**What the exercise asks:**
Could you please repeat all of the entries exactly as written?

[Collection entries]
# # # #

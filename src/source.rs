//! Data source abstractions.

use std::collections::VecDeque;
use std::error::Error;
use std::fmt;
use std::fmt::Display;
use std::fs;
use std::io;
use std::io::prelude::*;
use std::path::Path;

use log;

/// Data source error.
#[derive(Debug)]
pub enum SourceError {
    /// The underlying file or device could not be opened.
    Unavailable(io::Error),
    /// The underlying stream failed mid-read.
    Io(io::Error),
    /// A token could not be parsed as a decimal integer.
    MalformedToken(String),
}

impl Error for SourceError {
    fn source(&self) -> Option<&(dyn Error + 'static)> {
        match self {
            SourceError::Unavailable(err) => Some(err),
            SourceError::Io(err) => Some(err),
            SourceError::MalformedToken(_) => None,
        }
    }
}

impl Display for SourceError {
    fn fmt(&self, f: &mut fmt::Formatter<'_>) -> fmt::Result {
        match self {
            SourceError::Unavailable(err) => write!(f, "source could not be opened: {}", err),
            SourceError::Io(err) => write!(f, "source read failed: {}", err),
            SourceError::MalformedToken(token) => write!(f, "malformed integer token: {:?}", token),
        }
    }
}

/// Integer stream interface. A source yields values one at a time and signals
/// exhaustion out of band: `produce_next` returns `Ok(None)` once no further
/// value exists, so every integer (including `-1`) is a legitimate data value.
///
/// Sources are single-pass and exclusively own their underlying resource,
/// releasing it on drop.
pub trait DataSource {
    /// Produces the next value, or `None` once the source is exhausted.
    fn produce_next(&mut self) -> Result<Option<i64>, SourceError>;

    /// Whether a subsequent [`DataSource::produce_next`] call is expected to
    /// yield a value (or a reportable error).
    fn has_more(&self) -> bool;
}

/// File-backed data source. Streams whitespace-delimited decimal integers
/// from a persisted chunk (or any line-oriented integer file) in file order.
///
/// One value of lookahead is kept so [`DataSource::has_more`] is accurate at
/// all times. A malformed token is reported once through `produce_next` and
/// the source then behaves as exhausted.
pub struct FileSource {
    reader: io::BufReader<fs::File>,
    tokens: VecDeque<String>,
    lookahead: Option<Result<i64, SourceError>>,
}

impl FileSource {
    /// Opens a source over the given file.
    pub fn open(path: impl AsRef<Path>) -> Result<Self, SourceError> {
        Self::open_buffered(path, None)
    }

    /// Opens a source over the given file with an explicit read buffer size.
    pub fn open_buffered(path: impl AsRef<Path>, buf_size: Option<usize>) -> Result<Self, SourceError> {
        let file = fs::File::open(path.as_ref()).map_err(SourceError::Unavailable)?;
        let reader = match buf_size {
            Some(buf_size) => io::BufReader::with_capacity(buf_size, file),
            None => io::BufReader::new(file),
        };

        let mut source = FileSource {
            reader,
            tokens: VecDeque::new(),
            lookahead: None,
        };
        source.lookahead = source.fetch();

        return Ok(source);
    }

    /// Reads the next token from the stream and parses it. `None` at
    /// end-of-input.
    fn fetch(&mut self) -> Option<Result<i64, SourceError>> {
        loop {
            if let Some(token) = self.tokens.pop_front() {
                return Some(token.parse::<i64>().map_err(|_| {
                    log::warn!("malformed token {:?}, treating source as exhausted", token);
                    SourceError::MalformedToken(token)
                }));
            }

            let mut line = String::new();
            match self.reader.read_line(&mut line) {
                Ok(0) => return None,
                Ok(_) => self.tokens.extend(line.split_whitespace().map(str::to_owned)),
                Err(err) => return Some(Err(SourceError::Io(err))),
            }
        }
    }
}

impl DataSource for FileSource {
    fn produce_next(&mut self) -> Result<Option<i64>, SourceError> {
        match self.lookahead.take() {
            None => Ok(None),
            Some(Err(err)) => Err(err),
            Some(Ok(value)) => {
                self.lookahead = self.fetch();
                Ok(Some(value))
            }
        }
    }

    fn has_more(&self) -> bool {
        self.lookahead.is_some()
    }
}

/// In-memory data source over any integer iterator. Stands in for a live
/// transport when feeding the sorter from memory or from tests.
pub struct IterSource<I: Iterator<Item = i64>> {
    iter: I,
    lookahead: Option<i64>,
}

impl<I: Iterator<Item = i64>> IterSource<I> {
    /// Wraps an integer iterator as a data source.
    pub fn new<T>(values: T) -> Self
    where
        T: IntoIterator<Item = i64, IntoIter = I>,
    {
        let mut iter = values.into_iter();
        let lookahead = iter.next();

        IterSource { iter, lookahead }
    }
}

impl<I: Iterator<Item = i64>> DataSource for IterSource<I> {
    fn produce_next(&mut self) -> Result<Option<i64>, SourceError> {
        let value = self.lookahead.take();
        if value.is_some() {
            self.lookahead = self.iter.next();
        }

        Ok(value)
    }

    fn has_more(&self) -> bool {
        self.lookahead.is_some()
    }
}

# # # #

**Completed exercise:**
filename src/source.rs
//! Data source abstractions.

use std::collections::VecDeque;
use std::error::Error;
use std::fmt;
use std::fmt::Display;
use std::fs;
use std::io;
use std::io::prelude::*;
use std::path::Path;

use log;

/// Data source error.
#[derive(Debug)]
pub enum SourceError {
    /// The underlying file or device could not be opened.
    Unavailable(io::Error),
    /// The underlying stream failed mid-read.
    Io(io::Error),
    /// A token could not be parsed as a decimal integer.
    MalformedToken(String),
}

impl Error for SourceError {
    fn source(&self) -> Option<&(dyn Error + 'static)> {
        match self {
            SourceError::Unavailable(err) => Some(err),
            SourceError::Io(err) => Some(err),
            SourceError::MalformedToken(_) => None,
        }
    }
}

impl Display for SourceError {
    fn fmt(&self, f: &mut fmt::Formatter<'_>) -> fmt::Result {
        match self {
            SourceError::Unavailable(err) => write!(f, "source could not be opened: {}", err),
            SourceError::Io(err) => write!(f, "source read failed: {}", err),
            SourceError::MalformedToken(token) => write!(f, "malformed integer token: {:?}", token),
        }
    }
}

/// Integer stream interface. A source yields values one at a time and signals
/// exhaustion out of band: `produce_next` returns `Ok(None)` once no further
/// value exists, so every integer (including `-1`) is a legitimate data value.
///
/// Sources are single-pass and exclusively own their underlying resource,
/// releasing it on drop.
pub trait DataSource {
    /// Produces the next value, or `None` once the source is exhausted.
    fn produce_next(&mut self) -> Result<Option<i64>, SourceError>;

    /// Whether a subsequent [`DataSource::produce_next`] call is expected to
    /// yield a value (or a reportable error).
    fn has_more(&self) -> bool;
}

/// File-backed data source. Streams whitespace-delimited decimal integers
/// from a persisted chunk (or any line-oriented integer file) in file order.
///
/// One value of lookahead is kept so [`DataSource::has_more`] is accurate at
/// all times. A malformed token is reported once through `produce_next` and
/// the source then behaves as exhausted.
pub struct FileSource {
    reader: io::BufReader<fs::File>,
    tokens: VecDeque<String>,
    lookahead: Option<Result<i64, SourceError>>,
}

impl FileSource {
    /// Opens a source over the given file.
    pub fn open(path: impl AsRef<Path>) -> Result<Self, SourceError> {
        Self::open_buffered(path, None)
    }

    /// Opens a source over the given file with an explicit read buffer size.
    pub fn open_buffered(path: impl AsRef<Path>, buf_size: Option<usize>) -> Result<Self, SourceError> {
        let file = fs::File::open(path.as_ref()).map_err(SourceError::Unavailable)?;
        let reader = match buf_size {
            Some(buf_size) => io::BufReader::with_capacity(buf_size, file),
            None => io::BufReader::new(file),
        };

        let mut source = FileSource {
            reader,
            tokens: VecDeque::new(),
            lookahead: None,
        };
        source.lookahead = source.fetch();

        return Ok(source);
    }

    /// Reads the next token from the stream and parses it. `None` at
    /// end-of-input.
    fn fetch(&mut self) -> Option<Result<i64, SourceError>> {
        loop {
            if let Some(token) = self.tokens.pop_front() {
                return Some(token.parse::<i64>().map_err(|_| {
                    log::warn!("malformed token {:?}, treating source as exhausted", token);
                    SourceError::MalformedToken(token)
                }));
            }

            let mut line = String::new();
            match self.reader.read_line(&mut line) {
                Ok(0) => return None,
                Ok(_) => self.tokens.extend(line.split_whitespace().map(str::to_owned)),
                Err(err) => return Some(Err(SourceError::Io(err))),
            }
        }
    }
}

impl DataSource for FileSource {
    fn produce_next(&mut self) -> Result<Option<i64>, SourceError> {
        match self.lookahead.take() {
            None => Ok(None),
            Some(Err(err)) => Err(err),
            Some(Ok(value)) => {
                self.lookahead = self.fetch();
                Ok(Some(value))
            }
        }
    }

    fn has_more(&self) -> bool {
        self.lookahead.is_some()
    }
}

/// In-memory data source over any integer iterator. Stands in for a live
/// transport when feeding the sorter from memory or from tests.
pub struct IterSource<I: Iterator<Item = i64>> {
    iter: I,
    lookahead: Option<i64>,
}

impl<I: Iterator<Item = i64>> IterSource<I> {
    /// Wraps an integer iterator as a data source.
    pub fn new<T>(values: T) -> Self
    where
        T: IntoIterator<Item = i64, IntoIter = I>,
    {
        let mut iter = values.into_iter();
        let lookahead = iter.next();

        IterSource { iter, lookahead }
    }
}

impl<I: Iterator<Item = i64>> DataSource for IterSource<I> {
    fn produce_next(&mut self) -> Result<Option<i64>, SourceError> {
        let value = self.lookahead.take();
        if value.is_some() {
            self.lookahead = self.iter.next();
        }

        Ok(value)
    }

    fn has_more(&self) -> bool {
        self.lookahead.is_some()
    }
}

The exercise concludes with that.